**WORK TO COMPLETE**
Instruction for the entries that follow: retype exactly the lines from the line with "filename src/macros.rs" to the line with "($x:expr, $y:expr, $z:expr)", both included, and omit all others.

**DATA SUPPLIED**
use criterion::{criterion_group, criterion_main, Criterion, Throughput};
use rand::{Rng, SeedableRng};
use rand_xoshiro::Xoshiro256Plus;

use spectral_pt::camera::Camera;
use spectral_pt::filter::BoxFilter;
use spectral_pt::renderer::render_description;
use spectral_pt::sampler::{CameraSample, IndependentSampler, Sampler};
use spectral_pt::scenes::cornell_box;
use spectral_pt::settings::{IntegratorKind, RenderSettings};
use spectral_pt::{Point2i, INFINITY};

fn bench(c: &mut Criterion) {
    let desc = cornell_box().unwrap();
    let camera = desc.camera((256, 256)).unwrap();
    let lights = desc.build_lights();
    let scene = desc.build_scene(&lights);

    let mut sampler = IndependentSampler::new(512, 1);
    let filter = BoxFilter::default();
    let mut rng = Xoshiro256Plus::seed_from_u64(0);

    let mut group = c.benchmark_group("Cornell");
    group.throughput(Throughput::Elements(1));
    group.bench_function("scene intersect", |b| {
        b.iter(|| {
            let pixel = Point2i::new(rng.gen_range(0..256), rng.gen_range(0..256));
            sampler.start_pixel_sample(pixel, rng.gen_range(0..512), 0);
            let camera_sample: CameraSample = sampler.get_camera_sample(pixel, &filter);
            camera.generate_ray(camera_sample).and_then(|cr| scene.intersect(&cr.ray, INFINITY))
        })
    });

    for integrator in [IntegratorKind::Normal, IntegratorKind::Path] {
        let settings = RenderSettings { width: 32, height: 32, spp: 4, integrator, ..RenderSettings::default() };
        group.throughput(Throughput::Elements(32 * 32 * 4));
        group.sample_size(10);
        group.bench_function(format!("render 32x32 {:?}", integrator), |b| {
            b.iter(|| render_description(&desc, &settings).unwrap())
        });
    }
    group.finish();
}

criterion_group!(benches, bench);
criterion_main!(benches);
/// Samples a direction uniformly over the spherical projection of the triangle `v` around `p`.
/// Returns the barycentric coordinates of the sampled point together with the solid angle pdf,
/// or `None` for a degenerate projection.
pub fn sample_spherical_triangle(v: &[Point3f; 3], p: Point3f, u: Point2f) -> Option<([Float; 3], Float)> {
    let a = (v[0] - p).normalize();
    let b = (v[1] - p).normalize();
    let c = (v[2] - p).normalize();

    let n_ab = a.cross(b);
    let n_bc = b.cross(c);
    let n_ca = c.cross(a);
    if n_ab.magnitude2() == 0.0 || n_bc.magnitude2() == 0.0 || n_ca.magnitude2() == 0.0 {
        return None;
    }
    let n_ab = n_ab.normalize();
    let n_bc = n_bc.normalize();
    let n_ca = n_ca.normalize();

    let alpha = angle_between(n_ab, -n_ca);
    let beta = angle_between(n_bc, -n_ab);
    let gamma = angle_between(n_ca, -n_bc);

    // sample the sub-triangle area A'
    let a_pi = alpha + beta + gamma;
    let ap_pi = lerp(u.x, PI, a_pi);
    let area = a_pi - PI;
    let pdf = if area <= 0.0 { 0.0 } else { 1.0 / area };

    let cos_alpha = alpha.cos();
    let sin_alpha = alpha.sin();
    let sin_phi = ap_pi.sin() * cos_alpha - ap_pi.cos() * sin_alpha;
    let cos_phi = ap_pi.cos() * cos_alpha + ap_pi.sin() * sin_alpha;
    let k1 = cos_phi + cos_alpha;
    let k2 = sin_phi - sin_alpha * a.dot(b);
    let cos_bp = (k2 + difference_of_products(k2, cos_phi, k1, sin_phi) * cos_alpha)
        / (sum_of_products(k2, sin_phi, k1, cos_phi) * sin_alpha);
    let cos_bp = clamp(cos_bp, -1.0, 1.0);
    let sin_bp = safe_sqrt(1.0 - sqr(cos_bp));
    let cp = cos_bp * a + sin_bp * gram_schmidt(c, a).normalize();

    // sample along the arc from b to c'
    let cos_theta = 1.0 - u.y * (1.0 - cp.dot(b));
    let sin_theta = safe_sqrt(1.0 - sqr(cos_theta));
    let w = cos_theta * b + sin_theta * gram_schmidt(cp, b).normalize();

    // barycentrics of the point where w hits the triangle
    let e1 = v[1] - v[0];
    let e2 = v[2] - v[0];
    let s1 = w.cross(e2);
    let divisor = s1.dot(e1);
    if divisor == 0.0 {
        return Some(([1.0 / 3.0, 1.0 / 3.0, 1.0 / 3.0], pdf));
    }
    let inv_divisor = 1.0 / divisor;
    let s = p - v[0];
    let mut b1 = clamp(s.dot(s1) * inv_divisor, 0.0, 1.0);
    let mut b2 = clamp(w.dot(s.cross(e1)) * inv_divisor, 0.0, 1.0);
    let sum = b1 + b2;
    if sum > 1.0 {
        b1 /= sum;
        b2 /= sum;
    }

    Some(([1.0 - b1 - b2, b1, b2], pdf))
}
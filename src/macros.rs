
/// Convenience macro that allows creating a Vec3 without needing to use f32 literals
///
/// ```
/// use spectral_pt::{vec3f, Vec3f};
/// assert_eq!(vec3f!(1, 2, 3), Vec3f::new(1.0, 2.0, 3.0));
/// ```
///
#[macro_export]
macro_rules! vec3f {
    ($x:expr, $y:expr, $z:expr) => {
        $crate::Vec3f::new($x as $crate::Float, $y as $crate::Float, $z as $crate::Float)
    };
}

#[macro_export]
macro_rules! point3f {
    ( ($x:expr , $y:expr , $z:expr) ) => { $crate::Point3f::new($x as $crate::Float, $y as $crate::Float, $z as $crate::Float)};
    ($x:expr , $y:expr , $z:expr) => { $crate::Point3f::new($x as $crate::Float, $y as $crate::Float, $z as $crate::Float)};
}

#[macro_export]
macro_rules! point2f {
    ($x:expr , $y:expr) => { $crate::Point2f::new($x as $crate::Float, $y as $crate::Float)};
}

#[macro_export]
macro_rules! bounds3f {
    ( $p1:tt, $p2:tt ) => {
       $crate::Bounds3f::with_bounds($crate::point3f![$p1], $crate::point3f![$p2])
    };
}
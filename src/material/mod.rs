//! Materials turn a hit point into a scattering model.
//!
//! Like `BxDF`, the set of materials is closed. Each variant resolves to exactly one `BxDF` at
//! shading time through its `get_bxdf`, sampling its spectral parameters at the path's
//! wavelengths.

use crate::geometry::Normal3;
use crate::interaction::SurfaceInteraction;
use crate::reflection::{BxDF, TrowbridgeReitzDistribution};
use crate::spectrum::SampledWavelengths;
use crate::{Float, Point2f, Point3f, Vec3f};

mod coated;
mod conductor;
mod dielectric;
mod diffuse;
mod mix;

pub use coated::{CoatedConductorMaterial, CoatedDiffuseMaterial, Coating};
pub use conductor::ConductorMaterial;
pub use dielectric::DielectricMaterial;
pub use diffuse::DiffuseMaterial;
pub use mix::MixMaterial;

/// The geometric information a material needs to build its BxDF.
#[derive(Clone, Copy, Debug)]
pub struct MaterialEvalContext {
    pub p: Point3f,
    pub wo: Vec3f,
    pub n: Normal3,
    pub ns: Normal3,
    pub dpdus: Vec3f,
    pub uv: Point2f,
}

impl From<&SurfaceInteraction<'_>> for MaterialEvalContext {
    fn from(si: &SurfaceInteraction<'_>) -> Self {
        Self {
            p: si.p(),
            wo: si.wo(),
            n: si.n(),
            ns: si.shading_n,
            dpdus: si.shading_geom.dpdu,
            uv: si.intr.uv,
        }
    }
}

/// Microfacet roughness of a surface, either as perceptual roughness or as the distribution's
/// alpha directly.
#[derive(Clone, Copy, Debug, PartialEq)]
pub struct Roughness {
    pub u: Float,
    pub v: Float,
    pub remap: bool,
}

impl Roughness {
    pub fn smooth() -> Self {
        Self { u: 0.0, v: 0.0, remap: false }
    }

    pub fn isotropic(r: Float) -> Self {
        Self { u: r, v: r, remap: true }
    }

    pub fn distribution(&self) -> TrowbridgeReitzDistribution {
        if self.remap {
            TrowbridgeReitzDistribution::new(
                TrowbridgeReitzDistribution::roughness_to_alpha(self.u),
                TrowbridgeReitzDistribution::roughness_to_alpha(self.v),
            )
        } else {
            TrowbridgeReitzDistribution::new(self.u, self.v)
        }
    }
}

impl Default for Roughness {
    fn default() -> Self {
        Self::smooth()
    }
}

#[derive(Clone, Debug)]
pub enum Material {
    Diffuse(DiffuseMaterial),
    Dielectric(DielectricMaterial),
    Conductor(ConductorMaterial),
    CoatedDiffuse(CoatedDiffuseMaterial),
    CoatedConductor(CoatedConductorMaterial),
    Mix(MixMaterial),
}

impl Material {
    pub fn get_bxdf(&self, ctx: &MaterialEvalContext, lambda: &mut SampledWavelengths) -> BxDF {
        match self {
            Material::Diffuse(m) => m.get_bxdf(ctx, lambda).into(),
            Material::Dielectric(m) => m.get_bxdf(ctx, lambda).into(),
            Material::Conductor(m) => m.get_bxdf(ctx, lambda).into(),
            Material::CoatedDiffuse(m) => m.get_bxdf(ctx, lambda).into(),
            Material::CoatedConductor(m) => m.get_bxdf(ctx, lambda).into(),
            Material::Mix(m) => m.get_bxdf(ctx, lambda).into(),
        }
    }

    pub fn is_mix(&self) -> bool {
        matches!(self, Material::Mix(_))
    }
}

macro_rules! impl_from_material {
    ($($variant:ident($ty:ty)),*) => {
        $(
            impl From<$ty> for Material {
                fn from(m: $ty) -> Self {
                    Material::$variant(m)
                }
            }
        )*
    };
}

impl_from_material!(
    Diffuse(DiffuseMaterial),
    Dielectric(DielectricMaterial),
    Conductor(ConductorMaterial),
    CoatedDiffuse(CoatedDiffuseMaterial),
    CoatedConductor(CoatedConductorMaterial),
    Mix(MixMaterial)
);

#[cfg(test)]
pub(crate) mod tests {
    use super::*;
    use cgmath::Point3;

    pub(crate) fn test_context() -> MaterialEvalContext {
        MaterialEvalContext {
            p: Point3::new(0.0, 0.0, 0.0),
            wo: vec3f!(0, 0, 1),
            n: Normal3::new(0.0, 0.0, 1.0),
            ns: Normal3::new(0.0, 0.0, 1.0),
            dpdus: vec3f!(1, 0, 0),
            uv: point2f!(0.5, 0.5),
        }
    }

    #[test]
    fn test_roughness_remap() {
        let r = Roughness::isotropic(0.25).distribution();
        assert_eq!(r.alpha_x(), 0.5);
        assert!(Roughness::smooth().distribution().effectively_smooth());
    }
}
impl<T: BxDFModel, B: BxDFModel, const TWO_SIDED: bool> BxDFModel for LayeredBxDF<T, B, TWO_SIDED> {
    fn flags(&self) -> BxDFFlags {
        let top_flags = self.top.flags();
        let bottom_flags = self.bottom.flags();

        let mut flags = BxDFFlags::REFLECTION;
        if top_flags.is_specular() {
            flags |= BxDFFlags::SPECULAR;
        }

        if top_flags.is_diffuse() || bottom_flags.is_diffuse() || !self.albedo.is_black() {
            flags |= BxDFFlags::DIFFUSE;
        } else if top_flags.is_glossy() || bottom_flags.is_glossy() {
            flags |= BxDFFlags::GLOSSY;
        }

        if top_flags.is_transmissive() && bottom_flags.is_transmissive() {
            flags |= BxDFFlags::TRANSMISSION;
        }
        flags
    }

    fn f(&self, mut wo: Vec3f, mut wi: Vec3f, mode: TransportMode) -> SampledSpectrum {
        let mut f = SampledSpectrum::zero();
        if TWO_SIDED && wo.z < 0.0 {
            wo = -wo;
            wi = -wi;
        }

        let entered_top = Self::entered_top(wo);
        let enter_interface: Layer<T, B> = if entered_top { Layer::Top(&self.top) } else { Layer::Bottom(&self.bottom) };

        let exits_bottom = same_hemisphere(wo, wi) ^ entered_top;
        let (exit_interface, non_exit_interface): (Layer<T, B>, Layer<T, B>) = if exits_bottom {
            (Layer::Bottom(&self.bottom), Layer::Top(&self.top))
        } else {
            (Layer::Top(&self.top), Layer::Bottom(&self.bottom))
        };
        let exit_z = if exits_bottom { 0.0 } else { self.thickness };

        // reflection at the entrance interface
        let n_samples = self.n_samples as Float;
        if same_hemisphere(wo, wi) {
            f = enter_interface.f(wo, wi, mode) * n_samples;
        }

        let mut rng = walk_rng(hash_dir(wo), hash_dir(wi));
        let mut r = || rng.gen::<Float>().min(ONE_MINUS_EPSILON);

        for _ in 0..self.n_samples {
            // sample transmission direction through entrance interface
            let uc = r();
            let wos = match usable(enter_interface.sample_f(wo, uc, Point2f::new(r(), r()), mode, BxDFReflTransFlags::TRANSMISSION)) {
                Some(s) => s,
                None => continue,
            };

            // sample the exit interface from wi, as if light arrived from there
            let uc = r();
            let wis = match usable(exit_interface.sample_f(wi, uc, Point2f::new(r(), r()), !mode, BxDFReflTransFlags::TRANSMISSION)) {
                Some(s) => s,
                None => continue,
            };

            let mut beta = wos.f * abs_cos_theta(wos.wi) / wos.pdf;
            let mut z = if entered_top { self.thickness } else { 0.0 };
            let mut w = wos.wi;

            for depth in 0..self.max_depth {
                // russian roulette
                if depth > 3 && beta.max_component_value() < 0.25 {
                    let q = Float::max(0.0, 1.0 - beta.max_component_value());
                    if r() < q {
                        break;
                    }
                    beta /= 1.0 - q;
                }

                if self.albedo.is_black() {
                    // advance to the other interface
                    z = if z == self.thickness { 0.0 } else { self.thickness };
                    beta *= tr(self.thickness, w);
                } else {
                    // sample medium scattering
                    let sigma_t = 1.0;
                    let dz = sample_exponential(r(), sigma_t / w.z.abs());
                    let zp = if w.z > 0.0 { z + dz } else { z - dz };
                    if 0.0 < zp && zp < self.thickness {
                        // scattering event inside the medium, connect to wis through the exit
                        let mut wt = 1.0;
                        if !exit_interface.flags().is_specular() {
                            wt = power_heuristic(1, wis.pdf, 1, henyey_greenstein((-w).dot(-wis.wi), self.g));
                        }
                        f += beta * self.albedo * henyey_greenstein((-w).dot(-wis.wi), self.g) * wt
                            * tr(zp - exit_z, wis.wi) * wis.f / wis.pdf;

                        // sample the phase function for the next direction
                        let (ps_wi, ps_pdf) = sample_henyey_greenstein(-w, self.g, Point2f::new(r(), r()));
                        if ps_pdf == 0.0 || ps_wi.z == 0.0 {
                            continue;
                        }
                        // the sampled density equals the phase function value
                        beta *= self.albedo;
                        w = ps_wi;
                        z = zp;

                        // connect through the exit interface along the new direction
                        if ((z < exit_z && w.z > 0.0) || (z > exit_z && w.z < 0.0)) && !exit_interface.flags().is_specular() {
                            let f_exit = exit_interface.f(-w, wi, mode);
                            if !f_exit.is_black() {
                                let exit_pdf = exit_interface.pdf(-w, wi, mode, BxDFReflTransFlags::TRANSMISSION);
                                let wt = power_heuristic(1, ps_pdf, 1, exit_pdf);
                                f += beta * tr(zp - exit_z, ps_wi) * f_exit * wt;
                            }
                        }
                        continue;
                    }
                    z = zp.clamp(0.0, self.thickness);
                }

                if z == exit_z {
                    // reflection off the exit interface back into the layers
                    let uc = r();
                    let bs = match usable(exit_interface.sample_f(-w, uc, Point2f::new(r(), r()), mode, BxDFReflTransFlags::REFLECTION)) {
                        Some(bs) => bs,
                        None => break,
                    };
                    beta *= bs.f * abs_cos_theta(bs.wi) / bs.pdf;
                    w = bs.wi;
                } else {
                    // scattering at the non-exit interface
                    if !non_exit_interface.flags().is_specular() {
                        // next event estimation along the presampled wis direction
                        let mut wt = 1.0;
                        if !exit_interface.flags().is_specular() {
                            wt = power_heuristic(1, wis.pdf, 1, non_exit_interface.pdf(-w, -wis.wi, mode, BxDFReflTransFlags::ALL));
                        }
                        f += beta * non_exit_interface.f(-w, -wis.wi, mode) * abs_cos_theta(wis.wi) * wt
                            * tr(self.thickness, wis.wi) * wis.f / wis.pdf;
                    }

                    let uc = r();
                    let u = Point2f::new(r(), r());
                    let bs = match usable(non_exit_interface.sample_f(-w, uc, u, mode, BxDFReflTransFlags::REFLECTION)) {
                        Some(bs) => bs,
                        None => break,
                    };
                    beta *= bs.f * abs_cos_theta(bs.wi) / bs.pdf;
                    w = bs.wi;

                    if !exit_interface.flags().is_specular() {
                        // next event estimation along the sampled direction
                        let f_exit = exit_interface.f(-w, wi, mode);
                        if !f_exit.is_black() {
                            let mut wt = 1.0;
                            if !non_exit_interface.flags().is_specular() {
                                let exit_pdf = exit_interface.pdf(-w, wi, mode, BxDFReflTransFlags::TRANSMISSION);
                                wt = power_heuristic(1, bs.pdf, 1, exit_pdf);
                            }
                            f += beta * tr(self.thickness, bs.wi) * f_exit * wt;
                        }
                    }
                }
            }
        }

        f / n_samples
    }

    fn sample_f(
        &self,
        mut wo: Vec3f,
        uc: Float,
        u: Point2f,
        mode: TransportMode,
        sample_flags: BxDFReflTransFlags,
    ) -> Option<BSDFSample> {
        let flip_wi = TWO_SIDED && wo.z < 0.0;
        if flip_wi {
            wo = -wo;
        }

        let sample = self.sample_walk(wo, uc, u, mode)?;
        let gated_out = (sample.is_reflection() && !sample_flags.contains(BxDFReflTransFlags::REFLECTION))
            || (sample.is_transmission() && !sample_flags.contains(BxDFReflTransFlags::TRANSMISSION));
        if gated_out {
            return None;
        }

        let mut sample = sample;
        if flip_wi {
            sample.wi = -sample.wi;
        }
        Some(sample)
    }

    fn pdf(&self, mut wo: Vec3f, mut wi: Vec3f, mode: TransportMode, sample_flags: BxDFReflTransFlags) -> Float {
        if TWO_SIDED && wo.z < 0.0 {
            wo = -wo;
            wi = -wi;
        }
        let reflection = same_hemisphere(wo, wi);
        if (reflection && !sample_flags.contains(BxDFReflTransFlags::REFLECTION))
            || (!reflection && !sample_flags.contains(BxDFReflTransFlags::TRANSMISSION))
        {
            return 0.0;
        }

        let mut rng = walk_rng(hash_dir(wi), hash_dir(wo));
        let mut r = || rng.gen::<Float>().min(ONE_MINUS_EPSILON);

        let entered_top = Self::entered_top(wo);
        let n_samples = self.n_samples as Float;
        let mut pdf_sum = 0.0;
        if reflection {
            let refl = BxDFReflTransFlags::REFLECTION;
            pdf_sum += n_samples
                * if entered_top { self.top.pdf(wo, wi, mode, refl) } else { self.bottom.pdf(wo, wi, mode, refl) };
        }

        for _ in 0..self.n_samples {
            if reflection {
                // transmission, reflection, transmission
                let (r_interface, t_interface): (Layer<T, B>, Layer<T, B>) = if entered_top {
                    (Layer::Bottom(&self.bottom), Layer::Top(&self.top))
                } else {
                    (Layer::Top(&self.top), Layer::Bottom(&self.bottom))
                };

                let trans = BxDFReflTransFlags::TRANSMISSION;
                let wos = t_interface.sample_f(wo, r(), Point2f::new(r(), r()), mode, trans);
                let wis = t_interface.sample_f(wi, r(), Point2f::new(r(), r()), !mode, trans);

                let (wos, wis) = match (wos, wis) {
                    (Some(wos), Some(wis)) if !wos.f.is_black() && wos.pdf > 0.0 && !wis.f.is_black() && wis.pdf > 0.0 => (wos, wis),
                    _ => continue,
                };

                if !t_interface.flags().is_non_specular() {
                    pdf_sum += r_interface.pdf(-wos.wi, -wis.wi, mode, BxDFReflTransFlags::ALL);
                } else {
                    // MIS estimate of the product of the two interface densities
                    let rs = r_interface.sample_f(-wos.wi, r(), Point2f::new(r(), r()), mode, BxDFReflTransFlags::ALL);
                    if let Some(rs) = rs.filter(|rs| !rs.f.is_black() && rs.pdf > 0.0) {
                        if !r_interface.flags().is_non_specular() {
                            pdf_sum += t_interface.pdf(-rs.wi, wi, mode, BxDFReflTransFlags::ALL);
                        } else {
                            let r_pdf = r_interface.pdf(-wos.wi, -wis.wi, mode, BxDFReflTransFlags::ALL);
                            pdf_sum += power_heuristic(1, wis.pdf, 1, r_pdf) * r_pdf;

                            let t_pdf = t_interface.pdf(-rs.wi, wi, mode, BxDFReflTransFlags::ALL);
                            pdf_sum += power_heuristic(1, rs.pdf, 1, t_pdf) * t_pdf;
                        }
                    }
                }
            } else {
                // transmission through both interfaces
                let (to_interface, ti_interface): (Layer<T, B>, Layer<T, B>) = if entered_top {
                    (Layer::Top(&self.top), Layer::Bottom(&self.bottom))
                } else {
                    (Layer::Bottom(&self.bottom), Layer::Top(&self.top))
                };

                let uc = r();
                let u = Point2f::new(r(), r());
                let wos = match usable(to_interface.sample_f(wo, uc, u, mode, BxDFReflTransFlags::ALL)) {
                    Some(s) if !s.is_reflection() => s,
                    _ => continue,
                };

                let uc = r();
                let u = Point2f::new(r(), r());
                let wis = match usable(ti_interface.sample_f(wi, uc, u, !mode, BxDFReflTransFlags::ALL)) {
                    Some(s) if !s.is_reflection() => s,
                    _ => continue,
                };

                if to_interface.flags().is_specular() {
                    pdf_sum += ti_interface.pdf(-wos.wi, wi, mode, BxDFReflTransFlags::ALL);
                } else if ti_interface.flags().is_specular() {
                    pdf_sum += to_interface.pdf(wo, -wis.wi, mode, BxDFReflTransFlags::ALL);
                } else {
                    pdf_sum += (to_interface.pdf(wo, -wis.wi, mode, BxDFReflTransFlags::ALL)
                        + ti_interface.pdf(-wos.wi, wi, mode, BxDFReflTransFlags::ALL))
                        / 2.0;
                }
            }
        }

        // mix with a uniform density so that no direction has zero probability
        lerp(0.9, 1.0 / (4.0 * PI), pdf_sum / n_samples)
    }

    fn regularize(&mut self) {
        self.top.regularize();
        self.bottom.regularize();
    }
}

**ANSWER**
filename src/macros.rs

/// Convenience macro that allows creating a Vec3 without needing to use f32 literals
///
/// ```
/// use spectral_pt::{vec3f, Vec3f};
/// assert_eq!(vec3f!(1, 2, 3), Vec3f::new(1.0, 2.0, 3.0));
/// ```
///
#[macro_export]
macro_rules! vec3f {
    ($x:expr, $y:expr, $z:expr) => {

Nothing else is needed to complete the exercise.